For a little bit longer, though, movies were still my markers, and the last movie I saw before high school was The Abyss. It was the night before Locker Day. Locker Day was the first big event before school actually started, and, as the name suggests, it’s when you get your locker assignment in the high school hallways. It’s also when you get your list of classes. Nick made the trek up from Robbins to see the movie, sleep over, and get his locker with me the next morning. But something had irrevocably changed.
He was on the high school football team.
He was still the amiable, slightly goofy guy prone to malapropisms (he once said “douche” instead of “tush” when someone drew a girl’s backside in a family game of Pictionary — my mom laughs about that to this day.) But practices had already started, and he no sooner set foot in my new Yuba City place than he had to dash off and put on the pads and helmet for the whole afternoon. He barely made it back in time to get changed for the movie. I have to admit, I felt a little jilted.
It got worse. After we got our lockers the next morning, we met up with his new friends — the football team — to walk to Carl’s Jr. for breakfast. Carl’s Jr. wasn’t exactly adjacent to the high school, and over the course of the kind-of long walk, I felt more and more out of place and uncomfortable. By the walk back, I was trailing behind by half-a-block. No one noticed, as they playfully shoved each other and made rude-jock jokes. Nick had found his tribe, almost immediately, and never looked back. As George Gobel once said, “Did you ever get the feeling that the world was a tuxedo, and you were a pair of brown shoes?”
I didn’t dwell on it, though. I was far too excited about the prospect of starting high school. A clean slate, a chance to reinvent myself. I may not have been on the football team, but that didn’t mean I couldn’t peddle my own brand of awesomeness. I never lacked for self-confidence (at least, not yet), but I really was just a puppy tripping over his own paws. I received my class list and locator card that Locker Day, and saw that I had English C, Intro to Physical Science (IPS), Geography C, P.E., Computer Literacy, and Integrated Math. I was in the college-prep C-level humanities classes, but math was my Achilles heel, and “Integrated Math” just meant “pre-algebra.” To my horror, I discovered that “Computer Literacy” was basically just a keyboarding class. It didn’t take. I’m typing this right now with two fingers and a thumb. And damn fast, too.

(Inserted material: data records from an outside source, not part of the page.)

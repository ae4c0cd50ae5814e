use crate::config::FilterConfig;
use crate::records::CandidateRecord;

const MAX_SCORE: i32 = 10;
const EXPERIENCE_PENALTY: i32 = 5;

/// Additive 0–10 match score over lower-cased title + description + company.
///
/// +3 keyword, +3 junior-level signal, +2/+1 primary/secondary location,
/// +1 tech-stack bonus, −5 when a 3+-years experience expression shows up.
/// Clamped at 10 with no floor: a negative score marks a record the filter
/// should already have dropped.
pub fn match_score(record: &CandidateRecord, cfg: &FilterConfig) -> i32 {
    let text = format!("{} {} {}", record.title, record.description, record.company).to_lowercase();
    let mut score = 0;

    if cfg.keyword.is_match(&text) {
        score += 3;
    }
    if cfg.include.is_match(&text) {
        score += 3;
    }

    let location = record.location.to_lowercase();
    if cfg.primary_locations.iter().any(|l| location.contains(l.as_str())) {
        score += 2;
    } else if cfg.secondary_locations.iter().any(|l| location.contains(l.as_str())) {
        score += 1;
    }

    if cfg.tech_stack.is_match(&text) {
        score += 1;
    }

    if cfg.experience.is_match(&text) {
        score -= EXPERIENCE_PENALTY;
    }

    score.min(MAX_SCORE)
}

#[cfg(test)]
mod tests {
    use super::*;
    use crate::config::RemotePolicy;
    use chrono::{DateTime, TimeZone, Utc};

    fn now() -> DateTime<Utc> {
        Utc.with_ymd_and_hms(2025, 2, 1, 12, 0, 0).unwrap()
    }

    fn cfg() -> FilterConfig {
        FilterConfig::for_now(now(), RemotePolicy::Primary)
    }

    fn job(title: &str, description: &str, location: &str) -> CandidateRecord {
        CandidateRecord {
            url: "https://example.com/job".into(),
            title: title.into(),
            description: description.into(),
            location: location.into(),
            ..Default::default()
        }
    }

    #[test]
    fn full_house_clamps_at_ten() {
        // 3 keyword + 3 junior + 2 primary location + 1 tech = 9, under cap.
        let rec = job("Junior Golang Developer", "docker, kubernetes", "Can Tho");
        assert_eq!(match_score(&rec, &cfg()), 9);
    }

    #[test]
    fn each_bonus_is_monotonic() {
        let base = job("Golang Developer", "", "");
        let base_score = match_score(&base, &cfg());

        let with_junior = job("Junior Golang Developer", "", "");
        assert!(match_score(&with_junior, &cfg()) > base_score);

        let with_location = job("Golang Developer", "", "remote");
        assert!(match_score(&with_location, &cfg()) > base_score);

        let with_tech = job("Golang Developer", "grpc microservices", "");
        assert!(match_score(&with_tech, &cfg()) > base_score);
    }

    #[test]
    fn secondary_location_scores_one() {
        let primary = job("Golang Developer", "", "Ho Chi Minh");
        let secondary = job("Golang Developer", "", "Hanoi");
        let none = job("Golang Developer", "", "Da Nang");
        assert_eq!(match_score(&primary, &cfg()) - match_score(&none, &cfg()), 2);
        assert_eq!(match_score(&secondary, &cfg()) - match_score(&none, &cfg()), 1);
    }

    #[test]
    fn experience_penalty_subtracts_exactly_five() {
        let clean = job("Golang Developer", "backend role", "");
        let penalized = job("Golang Developer", "backend role, 5 years required", "");
        assert_eq!(match_score(&clean, &cfg()) - match_score(&penalized, &cfg()), 5);
    }

    #[test]
    fn penalty_can_drive_score_negative() {
        let rec = job("Mechanical lead", "10 years of welding", "");
        assert_eq!(match_score(&rec, &cfg()), -5);
    }

    #[test]
    fn scoring_never_errors_on_empty_record() {
        assert_eq!(match_score(&CandidateRecord::default(), &cfg()), 0);
    }

    #[test]
    fn scoring_is_deterministic() {
        let rec = job("Golang Fresher", "docker", "remote");
        let c = cfg();
        assert_eq!(match_score(&rec, &c), match_score(&rec, &c));
    }
}
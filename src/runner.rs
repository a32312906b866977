use chrono::{DateTime, Utc};
use futures::FutureExt;
use serde::{Deserialize, Serialize};
use std::any::Any;
use std::ffi::OsString;
use std::panic::AssertUnwindSafe;
use std::path::{Path, PathBuf};
use std::sync::Arc;
use std::time::{Duration, Instant};
use tracing::{error, info, warn};

use crate::config::OutputConfig;
use crate::converter::Converter;
use crate::error::{BatchError, ConversionError, Result};
use crate::events::{EventSender, Progress};
use crate::queue::display_name;

const SEPARATOR_WIDTH: usize = 50;

/// Outcome of one queued video
#[derive(Debug, Clone, Serialize, Deserialize, PartialEq)]
pub enum ItemOutcome {
    Success,
    Failure { reason: String },
}

/// Result for a single video
#[derive(Debug, Clone, Serialize, Deserialize)]
pub struct ItemResult {
    /// 1-based position in the batch
    pub index: usize,
    pub input: PathBuf,
    pub output: Option<PathBuf>,
    pub outcome: ItemOutcome,
    pub elapsed: Duration,
}

impl ItemResult {
    pub fn is_success(&self) -> bool {
        self.outcome == ItemOutcome::Success
    }
}

/// Overall batch results
#[derive(Debug, Clone, Serialize, Deserialize)]
pub struct BatchSummary {
    pub total: usize,
    pub successful: usize,
    pub failed: usize,
    pub output_dir: PathBuf,
    pub started_at: DateTime<Utc>,
    pub total_time: Duration,
    pub results: Vec<ItemResult>,
}

impl BatchSummary {
    pub fn success_rate(&self) -> f64 {
        if self.total > 0 {
            self.successful as f64 / self.total as f64 * 100.0
        } else {
            0.0
        }
    }
}

/// Sequential batch runner: one converter invocation at a time, in queue order.
///
/// A failing item is logged and counted; it never stops the remaining items.
pub struct BatchRunner {
    converter: Arc<dyn Converter>,
    events: EventSender,
    suffix: String,
    extension: String,
    results_file: Option<String>,
}

impl BatchRunner {
    pub fn new(converter: Arc<dyn Converter>, events: EventSender) -> Self {
        let defaults = OutputConfig::default();
        Self {
            converter,
            events,
            suffix: defaults.suffix,
            extension: defaults.extension,
            results_file: None,
        }
    }

    pub fn from_config(converter: Arc<dyn Converter>, events: EventSender, config: &OutputConfig) -> Self {
        Self::new(converter, events)
            .with_output_naming(config.suffix.as_str(), config.extension.as_str())
            .with_results_file(config.save_results.then(|| config.results_file.clone()))
    }

    pub fn with_output_naming(mut self, suffix: impl Into<String>, extension: impl Into<String>) -> Self {
        self.suffix = suffix.into();
        self.extension = extension.into();
        self
    }

    /// Write the summary as JSON into the output folder after each run
    pub fn with_results_file(mut self, file_name: Option<String>) -> Self {
        self.results_file = file_name;
        self
    }

    pub fn destination_for(&self, input: &Path, output_dir: &Path) -> std::result::Result<PathBuf, ConversionError> {
        destination_path(input, output_dir, &self.suffix, &self.extension)
    }

    /// Process every video of `snapshot` into `output_dir`.
    ///
    /// Only a failure to create `output_dir` aborts the run; per-item errors
    /// end up in the summary.
    pub async fn run(&self, snapshot: Vec<PathBuf>, output_dir: &Path) -> Result<BatchSummary> {
        let started_at = Utc::now();
        let start_time = Instant::now();
        let total = snapshot.len();

        info!("🚀 Starting batch of {} videos", total);
        info!("📂 Output: {}", output_dir.display());

        if let Err(source) = tokio::fs::create_dir_all(output_dir).await {
            error!("Cannot create output folder {}: {}", output_dir.display(), source);
            self.events.error(format!(
                "Cannot create output folder {}: {}",
                output_dir.display(),
                source
            ));
            return Err(BatchError::Environment {
                path: output_dir.to_path_buf(),
                source,
            });
        }

        let mut results = Vec::with_capacity(total);
        for (offset, input) in snapshot.into_iter().enumerate() {
            let index = offset + 1;
            let item_start = Instant::now();

            let processed = AssertUnwindSafe(self.process_item(index, total, &input, output_dir))
                .catch_unwind()
                .await;

            let result = match processed {
                Ok(result) => result,
                Err(panic) => {
                    let reason = format!("converter panicked: {}", panic_message(panic.as_ref()));
                    error!("Item {} panicked: {}", input.display(), reason);
                    self.events.error(format!("❌ ERROR: {} - {}", display_name(&input), reason));
                    ItemResult {
                        index,
                        input,
                        output: None,
                        outcome: ItemOutcome::Failure { reason },
                        elapsed: item_start.elapsed(),
                    }
                }
            };
            results.push(result);
        }

        let successful = results.iter().filter(|r| r.is_success()).count();
        let summary = BatchSummary {
            total,
            successful,
            failed: total - successful,
            output_dir: output_dir.to_path_buf(),
            started_at,
            total_time: start_time.elapsed(),
            results,
        };

        self.events.progress(Progress::complete(total));
        self.emit_summary(&summary);

        if let Some(file_name) = &self.results_file {
            let path = output_dir.join(file_name);
            match save_summary(&summary, &path).await {
                Ok(()) => info!("💾 Results saved to: {}", path.display()),
                Err(e) => {
                    warn!("Failed to save results to {}: {}", path.display(), e);
                    self.events.warning(format!("Could not save results file: {}", e));
                }
            }
        }

        info!(
            "🎉 Batch completed in {:.2}s: {}/{} successful",
            summary.total_time.as_secs_f64(),
            summary.successful,
            summary.total
        );

        Ok(summary)
    }

    async fn process_item(&self, index: usize, total: usize, input: &Path, output_dir: &Path) -> ItemResult {
        let start_time = Instant::now();
        let name = display_name(input);

        self.events.progress(Progress::item(index, total, name.clone()));
        self.events.info(format!("Processing ({}/{}): {}", index, total, name));

        let output = match self.destination_for(input, output_dir) {
            Ok(output) => output,
            Err(e) => {
                self.events.error(format!("❌ ERROR: {} - {}", name, e));
                return ItemResult {
                    index,
                    input: input.to_path_buf(),
                    output: None,
                    outcome: ItemOutcome::Failure { reason: e.to_string() },
                    elapsed: start_time.elapsed(),
                };
            }
        };

        let outcome = match self.converter.convert(input, &output).await {
            Ok(_stats) => {
                self.events
                    .info(format!("✅ SUCCESS: {} → {}", name, display_name(&output)));
                ItemOutcome::Success
            }
            Err(e @ (ConversionError::Failed { .. } | ConversionError::Terminated { .. })) => {
                self.events.error(format!("❌ FAILED: {} - {}", name, e.log_excerpt()));
                ItemOutcome::Failure { reason: e.to_string() }
            }
            Err(e) => {
                self.events.error(format!("❌ ERROR: {} - {}", name, e));
                ItemOutcome::Failure { reason: e.to_string() }
            }
        };

        ItemResult {
            index,
            input: input.to_path_buf(),
            output: Some(output),
            outcome,
            elapsed: start_time.elapsed(),
        }
    }

    fn emit_summary(&self, summary: &BatchSummary) {
        let separator = "=".repeat(SEPARATOR_WIDTH);
        self.events.info(format!("\n{}", separator));
        self.events.info("BATCH PROCESSING COMPLETE!");
        self.events
            .info(format!("Success: {}/{}", summary.successful, summary.total));
        self.events
            .info(format!("Output folder: {}", summary.output_dir.display()));
        self.events.info(format!("{}\n", separator));
    }
}

/// `<output_dir>/<input stem><suffix>.<extension>`
pub fn destination_path(
    input: &Path,
    output_dir: &Path,
    suffix: &str,
    extension: &str,
) -> std::result::Result<PathBuf, ConversionError> {
    let stem = input
        .file_stem()
        .ok_or_else(|| ConversionError::InvalidPath(format!("no file name in {}", input.display())))?;

    let mut file_name = OsString::from(stem);
    file_name.push(suffix);
    file_name.push(".");
    file_name.push(extension.trim_start_matches('.'));

    Ok(output_dir.join(file_name))
}

async fn save_summary(summary: &BatchSummary, path: &Path) -> Result<()> {
    let json_data = serde_json::to_string_pretty(summary)?;
    tokio::fs::write(path, json_data).await?;
    Ok(())
}

fn panic_message(panic: &(dyn Any + Send)) -> String {
    if let Some(message) = panic.downcast_ref::<&str>() {
        (*message).to_string()
    } else if let Some(message) = panic.downcast_ref::<String>() {
        message.clone()
    } else {
        "unknown panic".to_string()
    }
}
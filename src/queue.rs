use std::path::{Path, PathBuf};
use tracing::{debug, warn};
use walkdir::WalkDir;

use crate::config::QueueConfig;
use crate::error::ValidationError;
use crate::events::EventSender;
use crate::state::RunFlag;

/// Result of an `add_paths` call
#[derive(Debug, Clone, Default, PartialEq, Eq)]
pub struct AddOutcome {
    pub added: Vec<PathBuf>,
    pub skipped: Vec<PathBuf>,
}

/// Ordered, duplicate-free list of input videos plus the output folder.
///
/// Every mutating call is a no-op while the shared [`RunFlag`] reports a
/// running batch.
#[derive(Debug)]
pub struct JobQueue {
    entries: Vec<PathBuf>,
    output_dir: Option<PathBuf>,
    config: QueueConfig,
    run_flag: RunFlag,
    events: EventSender,
}

impl JobQueue {
    pub fn new(config: QueueConfig, run_flag: RunFlag, events: EventSender) -> Self {
        Self {
            entries: Vec::new(),
            output_dir: None,
            config,
            run_flag,
            events,
        }
    }

    /// Append every acceptable path in order, skipping duplicates and files
    /// that are not videos of the accepted type.
    pub fn add_paths<I, P>(&mut self, paths: I) -> AddOutcome
    where
        I: IntoIterator<Item = P>,
        P: Into<PathBuf>,
    {
        let mut outcome = AddOutcome::default();

        if self.run_flag.is_running() {
            debug!("Ignoring add while a batch is running");
            return outcome;
        }

        for path in paths {
            let path = path.into();
            let name = display_name(&path);

            if !self.is_accepted_extension(&path) {
                self.events.warning(format!("Skipped (not MP4): {}", name));
                outcome.skipped.push(path);
                continue;
            }

            if self.config.require_existing && !path.is_file() {
                self.events.warning(format!("Skipped (not found): {}", name));
                outcome.skipped.push(path);
                continue;
            }

            if self.entries.contains(&path) {
                debug!("Already queued: {}", path.display());
                outcome.skipped.push(path);
                continue;
            }

            self.events.info(format!("Added: {}", name));
            self.entries.push(path.clone());
            outcome.added.push(path);
        }

        outcome
    }

    /// Remove a single entry. Returns true if it was queued.
    pub fn remove(&mut self, path: &Path) -> bool {
        if self.run_flag.is_running() {
            debug!("Ignoring remove while a batch is running");
            return false;
        }

        match self.entries.iter().position(|entry| entry == path) {
            Some(index) => {
                let removed = self.entries.remove(index);
                self.events.info(format!("Removed: {}", display_name(&removed)));
                true
            }
            None => false,
        }
    }

    pub fn clear(&mut self) {
        if self.run_flag.is_running() {
            debug!("Ignoring clear while a batch is running");
            return;
        }

        self.entries.clear();
        self.events.info("Video list cleared");
    }

    /// Store the output folder. Existence is not checked; the runner creates it.
    pub fn set_output_directory(&mut self, path: impl Into<PathBuf>) {
        if self.run_flag.is_running() {
            debug!("Ignoring output folder change while a batch is running");
            return;
        }

        let path = path.into();
        self.events.info(format!("Output folder set: {}", path.display()));
        self.output_dir = Some(path);
    }

    pub fn entries(&self) -> &[PathBuf] {
        &self.entries
    }

    pub fn len(&self) -> usize {
        self.entries.len()
    }

    pub fn is_empty(&self) -> bool {
        self.entries.is_empty()
    }

    pub fn output_directory(&self) -> Option<&Path> {
        self.output_dir.as_deref()
    }

    pub fn snapshot(&self) -> Vec<PathBuf> {
        self.entries.clone()
    }

    /// Check the preconditions of a run and hand out what it needs
    pub fn validate_for_start(&self) -> Result<(Vec<PathBuf>, PathBuf), ValidationError> {
        if self.entries.is_empty() {
            return Err(ValidationError::EmptyQueue);
        }

        match &self.output_dir {
            Some(dir) if !dir.as_os_str().is_empty() => Ok((self.snapshot(), dir.clone())),
            _ => Err(ValidationError::MissingOutputDirectory),
        }
    }

    fn is_accepted_extension(&self, path: &Path) -> bool {
        let wanted = self.config.accepted_extension.trim_start_matches('.');
        path.extension()
            .and_then(|ext| ext.to_str())
            .map(|ext| ext.eq_ignore_ascii_case(wanted))
            .unwrap_or(false)
    }
}

/// Expand directories into the matching videos they contain (recursively,
/// sorted by path). Other paths are passed through untouched so the queue can
/// report them.
pub fn expand_inputs<I, P>(paths: I, extension: &str, scan_directories: bool) -> Vec<PathBuf>
where
    I: IntoIterator<Item = P>,
    P: Into<PathBuf>,
{
    let wanted = extension.trim_start_matches('.');
    let mut expanded = Vec::new();

    for path in paths {
        let path = path.into();
        if !(scan_directories && path.is_dir()) {
            expanded.push(path);
            continue;
        }

        let mut found: Vec<PathBuf> = WalkDir::new(&path)
            .follow_links(true)
            .into_iter()
            .filter_map(|entry| match entry {
                Ok(entry) => Some(entry),
                Err(e) => {
                    warn!("Cannot read {}: {}", path.display(), e);
                    None
                }
            })
            .filter(|entry| entry.file_type().is_file())
            .map(|entry| entry.into_path())
            .filter(|p| {
                p.extension()
                    .and_then(|ext| ext.to_str())
                    .map(|ext| ext.eq_ignore_ascii_case(wanted))
                    .unwrap_or(false)
            })
            .collect();
        found.sort();

        debug!("📁 Found {} videos in {}", found.len(), path.display());
        expanded.extend(found);
    }

    expanded
}

/// File name for log lines, falling back to the full path
pub fn display_name(path: &Path) -> String {
    path.file_name()
        .map(|name| name.to_string_lossy().to_string())
        .unwrap_or_else(|| path.display().to_string())
}
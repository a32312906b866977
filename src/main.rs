use anyhow::{anyhow, Context, Result};
use clap::{Arg, ArgAction, Command};
use std::io;
use std::path::PathBuf;
use std::sync::Arc;
use std::time::Duration;
use tracing::{info, warn};
use tracing_subscriber::EnvFilter;

use batch_watermark_remover::console::ConsoleView;
use batch_watermark_remover::queue::expand_inputs;
use batch_watermark_remover::{BatchOutcome, BatchSession, Config, ScriptConverter};

#[tokio::main]
async fn main() -> Result<()> {
    let matches = Command::new("Batch Watermark Remover")
        .version("0.1.0")
        .author("TigreRoll")
        .about("Remove watermarks from a batch of MP4 videos with an external converter script")
        .arg(
            Arg::new("inputs")
                .value_name("VIDEO")
                .help("MP4 files or directories containing them")
                .num_args(1..)
                .required_unless_present("check"),
        )
        .arg(
            Arg::new("output-dir")
                .short('o')
                .long("output-dir")
                .value_name("DIR")
                .help("Output folder for processed videos"),
        )
        .arg(
            Arg::new("config")
                .short('c')
                .long("config")
                .value_name("FILE")
                .help("Configuration file (TOML)"),
        )
        .arg(
            Arg::new("python")
                .long("python")
                .value_name("PATH")
                .help("Python interpreter running the converter script"),
        )
        .arg(
            Arg::new("script")
                .long("script")
                .value_name("PATH")
                .help("Converter script, relative to the working directory"),
        )
        .arg(
            Arg::new("work-dir")
                .long("work-dir")
                .value_name("DIR")
                .help("Working directory of the converter"),
        )
        .arg(
            Arg::new("save-results")
                .long("save-results")
                .help("Write batch_results.json into the output folder")
                .action(ArgAction::SetTrue),
        )
        .arg(
            Arg::new("check")
                .long("check")
                .help("Check that the converter can be launched, then exit")
                .action(ArgAction::SetTrue),
        )
        .arg(
            Arg::new("verbose")
                .short('v')
                .long("verbose")
                .help("Enable verbose logging")
                .action(ArgAction::SetTrue),
        )
        .get_matches();

    let verbose = matches.get_flag("verbose");
    tracing_subscriber::fmt()
        .with_env_filter(
            EnvFilter::try_from_default_env().unwrap_or_else(|_| EnvFilter::new(default_log_filter(verbose))),
        )
        .with_writer(io::stderr)
        .init();

    // Load configuration
    let mut config = match matches.get_one::<String>("config") {
        Some(path) => Config::from_file(path)?,
        None => Config::load().unwrap_or_else(|e| {
            warn!("Failed to load config, using defaults: {}", e);
            Config::default()
        }),
    };

    if let Some(python) = matches.get_one::<String>("python") {
        config.converter.python = Some(PathBuf::from(python));
    }
    if let Some(script) = matches.get_one::<String>("script") {
        config.converter.script = PathBuf::from(script);
    }
    if let Some(work_dir) = matches.get_one::<String>("work-dir") {
        config.converter.work_dir = Some(PathBuf::from(work_dir));
    }
    if matches.get_flag("save-results") {
        config.output.save_results = true;
    }
    config.validate().context("Invalid configuration")?;

    if verbose {
        info!("{}", config.summary());
    }

    let converter = ScriptConverter::from_config(&config.converter);

    if matches.get_flag("check") {
        return match converter.check_available().await {
            Ok(description) => {
                println!("Converter ready: {}", description);
                Ok(())
            }
            Err(e) => Err(anyhow!("Converter not available: {}", e)),
        };
    }

    let (mut session, mut receiver) = BatchSession::new(&config);
    let mut view = ConsoleView::new(io::stdout(), config.ui.show_timestamps);

    let output_dir = matches
        .get_one::<String>("output-dir")
        .map(PathBuf::from)
        .or_else(|| config.output.base_dir.clone());
    if let Some(dir) = output_dir {
        session.set_output_directory(dir);
    }

    let inputs: Vec<PathBuf> = matches
        .get_many::<String>("inputs")
        .map(|values| values.map(PathBuf::from).collect())
        .unwrap_or_default();
    let inputs = expand_inputs(
        inputs,
        &config.queue.accepted_extension,
        config.queue.scan_directories,
    );
    session.add_paths(inputs);

    for event in receiver.drain() {
        view.render(&event)?;
    }

    // The task handle is not joined; completion arrives as a Finished event
    if let Err(e) = session.start(Arc::new(converter)) {
        view.render_validation_error(&e)?;
        std::process::exit(2);
    }

    let tick = Duration::from_millis(config.ui.poll_interval_ms);
    let outcome = receiver
        .poll_until_finished(tick, |event| {
            if let Err(e) = view.render(event) {
                warn!("Failed to write to console: {}", e);
            }
        })
        .await;

    match outcome {
        Some(BatchOutcome::Completed(summary)) => {
            info!(
                "📊 Success rate: {:.1}% in {:.2}s",
                summary.success_rate(),
                summary.total_time.as_secs_f64()
            );
            Ok(())
        }
        Some(BatchOutcome::Aborted { reason }) => Err(anyhow!("Batch aborted: {}", reason)),
        None => Err(anyhow!("Batch task ended without reporting completion")),
    }
}

/// Filter used when `RUST_LOG` is unset
fn default_log_filter(verbose: bool) -> &'static str {
    if verbose {
        "batch_watermark_remover=debug,info"
    } else {
        "batch_watermark_remover=info,warn"
    }
}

In English class one of our first assignments was an autobiographical essay about a meaningful event in our lives. I wrote about the trip I took to Washington D.C. the previous year. I had always been interested in writing, but I mostly wrote fiction. This wasn’t the first autobiographical essay I had written for a class, but it was the first one I tried to make entertaining and resonant, to inject with some of the passion I used for my made-up stories. “This is really good…” the teacher scrawled at the bottom when the paper was returned. The Holy Bee of Ephesus may just have been hatched at that moment.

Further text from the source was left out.